10-fold cross validation was used for all models to assess variance-bias on the hold out sets. Model 2 performed the best and was selected for final evaluation on the test set. The results are shown below.

The mean absolute error and root mean square error rounded two one significant figure are close in value. The \(\text{MAE = 1.17}\) (per 100,000) indicates that the model’s predictions are off by the true lung cancer mortality rate by 1.17 (per 100,000). The \(\text{RMSE = 3.09}\) indicates that the there is low variability in the models predictions. On average, the model’s variance adjusted error, or the difference in magnitude between the true values and predicted values after accounting for variability is 3.09 (per 100,000).

The similarity between the RMSE and MAE indicates that there are very few occurrences of significant deviations in predicted values from the true value.
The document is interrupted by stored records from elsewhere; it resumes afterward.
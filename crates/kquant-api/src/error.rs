//! 통합 API 에러 응답.
//!
//! 모든 엔드포인트에서 일관된 에러 형식을 제공합니다:
//!
//! ```json
//! { "code": "NOT_FOUND", "message": "position: 005930", "timestamp": 1770000000 }
//! ```

use axum::http::StatusCode;
use axum::response::{IntoResponse, Response};
use axum::Json;
use kquant_core::KquantError;
use serde::{Deserialize, Serialize};

/// API 에러 응답.
#[derive(Debug, Clone, Serialize, Deserialize)]
pub struct ApiErrorResponse {
    /// 에러 코드 (예: "DB_ERROR", "INVALID_INPUT", "NOT_FOUND")
    pub code: String,
    /// 사람이 읽을 수 있는 메시지
    pub message: String,
    /// 발생 타임스탬프 (Unix)
    #[serde(skip_serializing_if = "Option::is_none")]
    pub timestamp: Option<i64>,
}

impl ApiErrorResponse {
    /// 에러 응답을 생성합니다.
    pub fn new(code: impl Into<String>, message: impl Into<String>) -> Self {
        Self {
            code: code.into(),
            message: message.into(),
            timestamp: Some(chrono::Utc::now().timestamp()),
        }
    }
}

/// 핸들러 에러 (상태 코드 + 응답 본문).
#[derive(Debug)]
pub struct ApiError {
    /// HTTP 상태 코드
    pub status: StatusCode,
    /// 응답 본문
    pub body: ApiErrorResponse,
}

impl ApiError {
    /// 임의 코드/메시지로 에러를 생성합니다.
    pub fn new(status: StatusCode, code: &str, message: impl Into<String>) -> Self {
        Self {
            status,
            body: ApiErrorResponse::new(code, message),
        }
    }

    /// 404 Not Found.
    pub fn not_found(message: impl Into<String>) -> Self {
        Self::new(StatusCode::NOT_FOUND, "NOT_FOUND", message)
    }

    /// 400 Bad Request.
    pub fn bad_request(message: impl Into<String>) -> Self {
        Self::new(StatusCode::BAD_REQUEST, "INVALID_INPUT", message)
    }
}

impl IntoResponse for ApiError {
    fn into_response(self) -> Response {
        (self.status, Json(self.body)).into_response()
    }
}

impl From<KquantError> for ApiError {
    fn from(err: KquantError) -> Self {
        match &err {
            KquantError::NotFound(_) => Self::not_found(err.to_string()),
            KquantError::InvalidInput(_) | KquantError::Validation(_) => {
                Self::bad_request(err.to_string())
            }
            KquantError::Database(_) => Self::new(
                StatusCode::INTERNAL_SERVER_ERROR,
                "DB_ERROR",
                err.to_string(),
            ),
            _ => Self::new(
                StatusCode::INTERNAL_SERVER_ERROR,
                "INTERNAL_ERROR",
                err.to_string(),
            ),
        }
    }
}

impl From<kquant_data::DataError> for ApiError {
    fn from(err: kquant_data::DataError) -> Self {
        ApiError::from(KquantError::from(err))
    }
}

#[cfg(test)]
mod tests {
    use super::*;

    #[test]
    fn test_error_response_shape() {
        let err = ApiErrorResponse::new("NOT_FOUND", "position: 005930");
        let json = serde_json::to_value(&err).unwrap();
        assert_eq!(json["code"], "NOT_FOUND");
        assert!(json["timestamp"].is_i64());
    }

    #[test]
    fn test_status_mapping() {
        let err = ApiError::from(KquantError::NotFound("x".to_string()));
        assert_eq!(err.status, StatusCode::NOT_FOUND);

        let err = ApiError::from(KquantError::Validation("y".to_string()));
        assert_eq!(err.status, StatusCode::BAD_REQUEST);
    }
}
The RMSE encapsulates variance by squaring the differences between the true values, and taking the square root to compare predictions on the same scale. The model is shown to have low bias, by generalizing well to unseen data \((MAE = \text{~} 1.17)\), without over or under fitting. The plot shown below, visualizes the error by plotting the models predictions against its true value.

.metric .estimator .estimate
mae standard 0.5687
rmse standard 0.8052
rsq standard 0.9982

Perfect predictions, or the most optimal ‘calibration’, would have \(\beta_1 = 1\) overlayed on the black line \(\hat{y}\). Distances between the line show dissimilarity or deviations between estimates and true values. A significant over prediction is observed in the trough within the range [110, 120] and is highlighted by the blue point. In fact, this value appears to weaken its predictive power for predicted values around that point, as the model is shown to over predict lcm. The average deviation for predicted values near the blue point is significantly higher than those <110.

It would be improper to classify blue prediction value as the only contributing factor to the higher deviations observed along this range. Other factors should be considered. Firstly, the observed deviations along this range may be a result of attributes of the test data, such as outliers, potentially inappropriate assumptions (i.e. imputation methods based on missing values), or improper weights applied. Improper weights can be both a result of exploration and feature engineering, or the model architecture chosen. For example, the true lcm for that observation ~ 65.7 whereas the model predicts almost ~2x (~ 115). This county may have been identified in exploration as Zone 3, which is shown to have the highest radon levels (and presumably mortality rates), but without accounting for interaction between geo-spatial features (such as percentile of housing structures with 10 or more units), it is possible to observe lower than expected radon levels (and presumably lcm) due to this interaction.

Model architecture is also a possible factor. L2 regularization as part of the model architecture may have kept features that do not add to predictive power, subsequently increasing noise, which may be exacerbated by social vulnerability features high margins of error. L1 regularization architecture was not used, so although we cannot compare the effect of feature engineering, this is something that may contribute to the observed results.